Prompt - Read the lines below, and copy any that contain the string "sessions".

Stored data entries
-.-.-

//! Authentication Service
//!
//! Core credential logic: password login, access token validation, refresh
//! token rotation, and API key issuance and validation. Storage and time are
//! injected so the service holds no global state.

use crate::api_key;
use crate::clock::{Clock, SystemClock};
use crate::config::AuthConfig;
use crate::error::AuthError;
use crate::models::*;
use crate::password::PasswordHasher;
use crate::store::{
    ApiKeyStore, PgApiKeyStore, PgRefreshTokenStore, PgUserStore, RefreshTokenStore, UserStore,
};
use crate::token::{hash_token, TokenIssuer};

use sqlx::PgPool;
use std::sync::Arc;
use uuid::Uuid;
use validator::Validate;

/// Authentication service
pub struct AuthService {
    config: AuthConfig,
    users: Arc<dyn UserStore>,
    api_keys: Arc<dyn ApiKeyStore>,
    refresh_tokens: Arc<dyn RefreshTokenStore>,
    clock: Arc<dyn Clock>,
    tokens: TokenIssuer,
    passwords: PasswordHasher,
}

impl AuthService {
    /// Create a new authentication service
    ///
    /// Validates `config` and builds the signing keys and password hasher.
    pub fn new(
        config: AuthConfig,
        users: Arc<dyn UserStore>,
        api_keys: Arc<dyn ApiKeyStore>,
        refresh_tokens: Arc<dyn RefreshTokenStore>,
    ) -> Result<Self, AuthError> {
        config.validate()?;

        let tokens = TokenIssuer::new(&config);
        let passwords = PasswordHasher::new(&config)?;

        Ok(Self {
            config,
            users,
            api_keys,
            refresh_tokens,
            clock: Arc::new(SystemClock),
            tokens,
            passwords,
        })
    }

    /// Service backed by the PostgreSQL stores
    pub fn postgres(db: PgPool, config: AuthConfig) -> Result<Self, AuthError> {
        Self::new(
            config,
            Arc::new(PgUserStore::new(db.clone())),
            Arc::new(PgApiKeyStore::new(db.clone())),
            Arc::new(PgRefreshTokenStore::new(db)),
        )
    }

    /// Replace the time source
    pub fn with_clock(mut self, clock: Arc<dyn Clock>) -> Self {
        self.clock = clock;
        self
    }

    /// Get reference to config
    pub fn config(&self) -> &AuthConfig {
        &self.config
    }

    // ============================================
    // Login / Logout
    // ============================================

    /// Verify email and password and issue a token pair
    ///
    /// Unknown email, inactive account and wrong password all fail with
    /// `InvalidCredentials`.
    pub async fn login(
        &self,
        req: LoginRequest,
        client: ClientInfo,
    ) -> Result<AuthResponse, AuthError> {
        let user = self.verify_credentials(&req.email, &req.password).await?;

        let now = self.clock.now();
        self.users.update_last_login(user.id, now).await?;

        let access_token = self.tokens.issue_access_token(&user, now)?;
        let refresh_token = self.store_refresh_token(user.id, Uuid::new_v4(), &client).await?;

        tracing::info!(user_id = %user.id, role = %user.role, "User logged in");

        let mut user = user;
        user.last_login_at = Some(now);

        Ok(AuthResponse {
            user: UserResponse::from(user),
            access_token,
            refresh_token,
            token_type: "Bearer".to_string(),
            expires_in: self.tokens.access_ttl().num_seconds(),
        })
    }

    async fn verify_credentials(&self, email: &str, password: &str) -> Result<User, AuthError> {
        let email = normalize_email(email);
        if email.is_empty() || password.is_empty() {
            self.passwords.verify_dummy(password);
            return Err(AuthError::InvalidCredentials);
        }

        let Some(user) = self.users.get_by_email(&email).await? else {
            self.passwords.verify_dummy(password);
            return Err(AuthError::InvalidCredentials);
        };

        if !self.passwords.verify(password, &user.password_hash) {
            tracing::debug!(user_id = %user.id, "Password mismatch");
            return Err(AuthError::InvalidCredentials);
        }

        if !user.is_active {
            tracing::debug!(user_id = %user.id, "Login attempt on inactive account");
            return Err(AuthError::InvalidCredentials);
        }

        Ok(user)
    }

    /// Revoke a single refresh token
    ///
    /// An expired but correctly signed token can still be logged out.
    pub async fn logout(&self, refresh_token: &str) -> Result<(), AuthError> {
        let (claims, secret) = self.tokens.parse_refresh_token(refresh_token, None)?;

        let revoked = self
            .refresh_tokens
            .revoke(claims.tid, &hash_token(secret), self.clock.now())
            .await?;

        if revoked {
            tracing::info!(user_id = %claims.sub, "Refresh token revoked");
        }
        Ok(())
    }

    /// Revoke every refresh token of a user
    pub async fn logout_all(&self, user_id: Uuid) -> Result<u64, AuthError> {
        let revoked = self
            .refresh_tokens
            .revoke_all_for_user(user_id, self.clock.now())
            .await?;
        tracing::info!(user_id = %user_id, revoked, "All refresh tokens revoked");
        Ok(revoked)
    }

    // ============================================
    // Token Validation & Refresh
    // ============================================

    /// Validate an access token without touching the store
    pub fn validate(&self, access_token: &str) -> Result<Principal, AuthError> {
        let claims = self
            .tokens
            .validate_access_token(access_token, self.clock.now())?;
        let role = claims.role.parse().map_err(|_| AuthError::TokenInvalid)?;

        Ok(Principal {
            subject_id: claims.sub,
            role,
            method: AuthMethod::AccessToken,
        })
    }

    /// Exchange a refresh token for a new token pair (single use)
    pub async fn refresh(
        &self,
        refresh_token: &str,
        client: ClientInfo,
    ) -> Result<TokenResponse, AuthError> {
        let now = self.clock.now();
        let (claims, secret) = self.tokens.parse_refresh_token(refresh_token, Some(now))?;

        let next_id = Uuid::new_v4();
        let outcome = self
            .refresh_tokens
            .consume(claims.tid, &hash_token(secret), next_id, now)
            .await?;

        let user_id = match outcome {
            ConsumeOutcome::Consumed { user_id } => user_id,
            ConsumeOutcome::Reused { user_id } => {
                tracing::warn!(
                    user_id = %user_id,
                    "Refresh token reuse detected, revoking all tokens"
                );
                self.refresh_tokens.revoke_all_for_user(user_id, now).await?;
                return Err(AuthError::TokenInvalid);
            }
            ConsumeOutcome::Rejected => return Err(AuthError::TokenInvalid),
        };

        let user = self
            .users
            .get_by_id(user_id)
            .await?
            .filter(|u| u.is_active)
            .ok_or(AuthError::TokenInvalid)?;

        let access_token = self.tokens.issue_access_token(&user, now)?;
        let refresh_token = self.store_refresh_token(user.id, next_id, &client).await?;

        tracing::debug!(user_id = %user.id, "Refresh token rotated");

        Ok(TokenResponse {
            access_token,
            refresh_token,
            token_type: "Bearer".to_string(),
            expires_in: self.tokens.access_ttl().num_seconds(),
        })
    }

    async fn store_refresh_token(
        &self,
        user_id: Uuid,
        token_id: Uuid,
        client: &ClientInfo,
    ) -> Result<String, AuthError> {
        let now = self.clock.now();
        let (token, secret) = self.tokens.issue_refresh_token(user_id, token_id, now)?;

        let record = RefreshTokenRecord {
            id: token_id,
            user_id,
            token_hash: hash_token(&secret),
            expires_at: now + self.tokens.refresh_ttl(),
            issued_at: now,
            revoked_at: None,
            replaced_by: None,
            user_agent: client.user_agent.clone(),
            ip_address: client.ip.clone(),
        };
        self.refresh_tokens.insert(&record).await?;

        Ok(token)
    }

    // ============================================
    // API Keys
    // ============================================

    /// Validate a presented API key and resolve its owner
    pub async fn validate_api_key(&self, key: &str) -> Result<Principal, AuthError> {
        let key_hash = api_key::hash_presented(&self.config.api_key_prefix, key)
            .ok_or(AuthError::InvalidCredentials)?;

        let now = self.clock.now();
        let record = self
            .api_keys
            .get_by_hash(&key_hash)
            .await?
            .filter(|k| k.is_usable_at(now))
            .ok_or(AuthError::InvalidCredentials)?;

        let owner = self
            .users
            .get_by_id(record.user_id)
            .await?
            .filter(|u| u.is_active)
            .ok_or(AuthError::InvalidCredentials)?;

        self.api_keys.update_last_used(record.id, now).await?;

        Ok(Principal {
            subject_id: owner.id,
            role: owner.role,
            method: AuthMethod::ApiKey,
        })
    }

    /// Create an API key; the plaintext is returned here and nowhere else
    pub async fn create_api_key(
        &self,
        user_id: Uuid,
        req: CreateApiKeyRequest,
    ) -> Result<ApiKeyCreated, AuthError> {
        req.validate()
            .map_err(|e| AuthError::Validation(e.to_string()))?;

        let now = self.clock.now();
        if req.expires_at.is_some_and(|exp| exp <= now) {
            return Err(AuthError::Validation(
                "expires_at must be in the future".to_string(),
            ));
        }

        self.users
            .get_by_id(user_id)
            .await?
            .filter(|u| u.is_active)
            .ok_or(AuthError::NotFound)?;

        let generated = api_key::generate(&self.config.api_key_prefix);
        let record = ApiKeyRecord {
            id: Uuid::new_v4(),
            user_id,
            name: req.name,
            key_hash: generated.key_hash,
            is_active: true,
            last_used_at: None,
            expires_at: req.expires_at,
            created_at: now,
        };
        self.api_keys.insert(&record).await?;

        tracing::info!(user_id = %user_id, key_id = %record.id, "API key created");

        Ok(ApiKeyCreated {
            api_key: record,
            key: generated.plaintext,
        })
    }

    pub async fn list_api_keys(&self, user_id: Uuid) -> Result<Vec<ApiKeyRecord>, AuthError> {
        self.api_keys.list_for_user(user_id).await
    }

    /// Delete one of the user's API keys
    pub async fn revoke_api_key(&self, user_id: Uuid, key_id: Uuid) -> Result<(), AuthError> {
        if !self.api_keys.delete(key_id, user_id).await? {
            return Err(AuthError::NotFound);
        }
        tracing::info!(user_id = %user_id, key_id = %key_id, "API key revoked");
        Ok(())
    }

    // ============================================
    // Registration & Password Management
    // ============================================

    /// Register a new customer account
    pub async fn register(&self, req: RegisterRequest) -> Result<User, AuthError> {
        self.register_with_role(req, Role::Customer).await
    }

    /// Register an account with an explicit role (admin-driven user creation)
    pub async fn register_with_role(
        &self,
        req: RegisterRequest,
        role: Role,
    ) -> Result<User, AuthError> {
        req.validate()
            .map_err(|e| AuthError::Validation(e.to_string()))?;
        self.passwords.validate_strength(&req.password)?;

        let email = normalize_email(&req.email);
        if self.users.get_by_email(&email).await?.is_some() {
            return Err(AuthError::EmailExists);
        }

        let password_hash = self.passwords.hash(&req.password)?;
        let user = self
            .users
            .create(
                NewUser {
                    email,
                    password_hash,
                    name: req.name,
                    role,
                },
                self.clock.now(),
            )
            .await?;

        tracing::info!(user_id = %user.id, role = %user.role, "User registered");
        Ok(user)
    }

    /// Change password for an authenticated user and end all sessions
    pub async fn change_password(
        &self,
        user_id: Uuid,
        req: ChangePasswordRequest,
    ) -> Result<(), AuthError> {
        req.validate()
            .map_err(|e| AuthError::Validation(e.to_string()))?;

        let user = self
            .users
            .get_by_id(user_id)
            .await?
            .ok_or(AuthError::NotFound)?;

        if !self.passwords.verify(&req.current_password, &user.password_hash) {
            return Err(AuthError::InvalidCredentials);
        }

        self.passwords.validate_strength(&req.new_password)?;
        let password_hash = self.passwords.hash(&req.new_password)?;

        let now = self.clock.now();
        self.users.update_password(user_id, &password_hash, now).await?;
        self.refresh_tokens.revoke_all_for_user(user_id, now).await?;

        tracing::info!(user_id = %user_id, "Password changed, sessions revoked");
        Ok(())
    }
}

fn normalize_email(email: &str) -> String {
    email.trim().to_lowercase()
}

-.-.-

Solution for this exercise -
    /// Change password for an authenticated user and end all sessions
        tracing::info!(user_id = %user_id, "Password changed, sessions revoked");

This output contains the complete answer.